Requirement: Each line in the records below, from the one that contains "pub const MJ: PreciseUnit = J.scaled(1e6);" to the one that contains "pub const BTU_TH: PreciseUnit", should be reproduced exactly, the first and last included.

Material for this exercise:
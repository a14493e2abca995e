//! Temperature units.
//!
//! Interval and absolute scales share the kelvin dimension. Scales with an offset zero (Celsius, Fahrenheit,
//! Réaumur) carry the generic `flag`, which [`crate::PreciseUnit::is_temperature`] reports and which conversion
//! routines use to apply the affine part. Rankine has no offset and is therefore unflagged.
//!
//! ```rust
//! use units_core::units::temperature::{DEG_C, DEG_F, K};
//!
//! assert!(DEG_C.is_temperature());
//! assert!(DEG_F.is_temperature());
//! assert!(!K.is_temperature());
//! assert!(DEG_C.has_same_base(K));
//! ```

use crate::PreciseUnit;

pub use super::si::K;

/// Degree Celsius.
pub const DEG_C: PreciseUnit = PreciseUnit::from_base(K.base_units().with_flag(true));
/// Degree Fahrenheit.
pub const DEG_F: PreciseUnit = PreciseUnit::new(K.base_units().with_flag(true), 5.0 / 9.0);
/// Degree Rankine.
pub const DEG_R: PreciseUnit = K.scaled(5.0 / 9.0);
/// Degree Réaumur.
pub const REAUMUR: PreciseUnit = PreciseUnit::new(K.base_units().with_flag(true), 5.0 / 4.0);
/// Millikelvin.
pub const MK: PreciseUnit = K.scaled(1e-3);

/// Offset of the Celsius zero on the kelvin scale.
pub const CELSIUS_ZERO_K: f64 = 273.15;
/// Offset of the Fahrenheit zero on the Rankine scale.
pub const FAHRENHEIT_ZERO_R: f64 = 459.67;
//! Energy, power and pressure units.

use super::length::{FT, IN};
use super::mass::{LB, LBF};
use super::si::{HR, J, KG, KW, M, MIN, N, PA, S, W};
use super::time::YR;
use crate::PreciseUnit;

// ─────────────────────────────────────────────────────────────────────────────
// Energy
// ─────────────────────────────────────────────────────────────────────────────

/// Kilojoule.
pub const KJ: PreciseUnit = J.scaled(1e3);
/// Megajoule.
pub const MJ: PreciseUnit = J.scaled(1e6);
/// Electronvolt.
pub const EV: PreciseUnit = J.scaled(1.602_176_634e-19);
/// Thermochemical calorie.
pub const CAL: PreciseUnit = J.scaled(4.184);
/// International table calorie.
pub const CAL_IT: PreciseUnit = J.scaled(4.1868);
/// Calorie at 15 °C.
pub const CAL_15: PreciseUnit = J.scaled(4.1855);
/// Calorie at 20 °C.
pub const CAL_20: PreciseUnit = J.scaled(4.1819);
/// Mean calorie.
pub const CAL_MEAN: PreciseUnit = J.scaled(4.190_02);
/// Nutritional (kilo)calorie.
pub const KCAL: PreciseUnit = CAL.scaled(1000.0);
/// International table British thermal unit.
pub const BTU_IT: PreciseUnit = J.scaled(1055.055_852_62);
/// Thermochemical British thermal unit.
pub const BTU_TH: PreciseUnit = J.scaled(1054.350);
/// British thermal unit at 39 °F.
pub const BTU_39: PreciseUnit = J.scaled(1059.67);
/// British thermal unit at 59 °F.
pub const BTU_59: PreciseUnit = J.scaled(1054.80);
/// British thermal unit at 60 °F.
pub const BTU_60: PreciseUnit = J.scaled(1054.68);
/// Mean British thermal unit.
pub const BTU_MEAN: PreciseUnit = J.scaled(1055.87);
/// ISO British thermal unit.
pub const BTU_ISO: PreciseUnit = J.scaled(1055.056);
/// US therm.
pub const THERM_US: PreciseUnit = J.scaled(105.4804e6);
/// EC therm.
pub const THERM_EC: PreciseUnit = J.scaled(105.506e6);
/// UK therm.
pub const THERM_BR: PreciseUnit = J.scaled(105.505_585_257_348e6);
/// Quad (10^15 BTU).
pub const QUAD: PreciseUnit = BTU_IT.scaled(1e15);
/// Ton of TNT.
pub const TON_TNT: PreciseUnit = J.scaled(4.184e9);
/// Tonne of oil equivalent.
pub const TOE: PreciseUnit = J.scaled(41.868e9);
/// Barrel of oil equivalent.
pub const BOE: PreciseUnit = BTU_IT.scaled(5.8e6);
/// Tonne of coal equivalent.
pub const TCE: PreciseUnit = J.scaled(29.3076e9);
/// Foot-pound.
pub const FOOT_POUND: PreciseUnit = FT.multiply(LBF);
/// Hartree.
pub const HARTREE: PreciseUnit = J.scaled(4.359_744_722_207_1e-18);
/// Rydberg energy.
pub const RYDBERG_ENERGY: PreciseUnit = HARTREE.scaled(0.5);
/// Watt-second.
pub const WS: PreciseUnit = W.multiply(S);
/// Gigawatt-hour.
pub const GWH: PreciseUnit = W.multiply(HR).scaled(1e9);

// ─────────────────────────────────────────────────────────────────────────────
// Power
// ─────────────────────────────────────────────────────────────────────────────

/// Mechanical (imperial) horsepower.
pub const HP: PreciseUnit = W.scaled(745.699_871_582_270_2);
/// Electrical horsepower.
pub const HP_ELECTRIC: PreciseUnit = W.scaled(746.0);
/// Metric horsepower.
pub const HP_METRIC: PreciseUnit = W.scaled(735.498_75);
/// Boiler horsepower.
pub const HP_BOILER: PreciseUnit = W.scaled(9809.5);
/// Ton of refrigeration.
pub const TON_COOLING: PreciseUnit = BTU_IT.scaled(12_000.0).divide(HR);
/// BTU per hour.
pub const BTU_PER_HOUR: PreciseUnit = BTU_IT.divide(HR);
/// Kilowatt-year.
pub const KW_YEAR: PreciseUnit = KW.multiply(YR);
/// Volt-ampere.
pub const VA: PreciseUnit = W;
/// Kilovolt-ampere.
pub const KVA: PreciseUnit = KW;
/// Volt-ampere reactive.
pub const VAR: PreciseUnit = W;
/// Gigawatt.
pub const GW: PreciseUnit = W.scaled(1e9);

// ─────────────────────────────────────────────────────────────────────────────
// Pressure
// ─────────────────────────────────────────────────────────────────────────────

/// Bar.
pub const BAR: PreciseUnit = PA.scaled(1e5);
/// Millibar.
pub const MBAR: PreciseUnit = PA.scaled(100.0);
/// Kilopascal.
pub const KPA: PreciseUnit = PA.scaled(1e3);
/// Megapascal.
pub const MPA: PreciseUnit = PA.scaled(1e6);
/// Standard atmosphere.
pub const ATM: PreciseUnit = PA.scaled(101_325.0);
/// Technical atmosphere.
pub const ATT: PreciseUnit = PA.scaled(98_066.5);
/// Pound per square inch.
pub const PSI: PreciseUnit = LBF.divide(IN.pow(2));
/// Kilopound per square inch.
pub const KSI: PreciseUnit = PSI.scaled(1000.0);
/// Pound per square foot.
pub const PSF: PreciseUnit = LBF.divide(FT.pow(2));
/// Inch of mercury.
pub const INHG: PreciseUnit = PA.scaled(3386.389);
/// Inch of water.
pub const INH2O: PreciseUnit = PA.scaled(249.0889);
/// Millimetre of mercury.
pub const MMHG: PreciseUnit = PA.scaled(133.322_387_415);
/// Millimetre of water.
pub const MMH2O: PreciseUnit = PA.scaled(9.806_65);
/// Torr.
pub const TORR: PreciseUnit = PA.scaled(101_325.0 / 760.0);
/// Centimetre of water.
pub const CMH2O: PreciseUnit = MMH2O.scaled(10.0);

// ─────────────────────────────────────────────────────────────────────────────
// Mechanics helpers
// ─────────────────────────────────────────────────────────────────────────────

/// Metre per second.
pub const MPS: PreciseUnit = M.divide(S);
/// Miles per hour.
pub const MPH: PreciseUnit = super::length::MILE.divide(HR);
/// Knot.
pub const KNOT: PreciseUnit = super::length::NAUTICAL_MILE.divide(HR);
/// Kilometre per hour.
pub const KPH: PreciseUnit = M.scaled(1000.0).divide(HR);
/// Feet per minute.
pub const FPM: PreciseUnit = FT.divide(MIN);
/// Newton-metre of torque (same vector as the joule).
pub const NEWTON_METER: PreciseUnit = N.multiply(M);
/// Pound mass per cubic foot.
pub const LB_PER_FT3: PreciseUnit = LB.divide(FT.pow(3));
/// Kilogram per cubic metre.
pub const KG_PER_M3: PreciseUnit = KG.divide(M.pow(3));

Your response:
pub const MJ: PreciseUnit = J.scaled(1e6);
/// Electronvolt.
pub const EV: PreciseUnit = J.scaled(1.602_176_634e-19);
/// Thermochemical calorie.
pub const CAL: PreciseUnit = J.scaled(4.184);
/// International table calorie.
pub const CAL_IT: PreciseUnit = J.scaled(4.1868);
/// Calorie at 15 °C.
pub const CAL_15: PreciseUnit = J.scaled(4.1855);
/// Calorie at 20 °C.
pub const CAL_20: PreciseUnit = J.scaled(4.1819);
/// Mean calorie.
pub const CAL_MEAN: PreciseUnit = J.scaled(4.190_02);
/// Nutritional (kilo)calorie.
pub const KCAL: PreciseUnit = CAL.scaled(1000.0);
/// International table British thermal unit.
pub const BTU_IT: PreciseUnit = J.scaled(1055.055_852_62);
/// Thermochemical British thermal unit.
pub const BTU_TH: PreciseUnit = J.scaled(1054.350);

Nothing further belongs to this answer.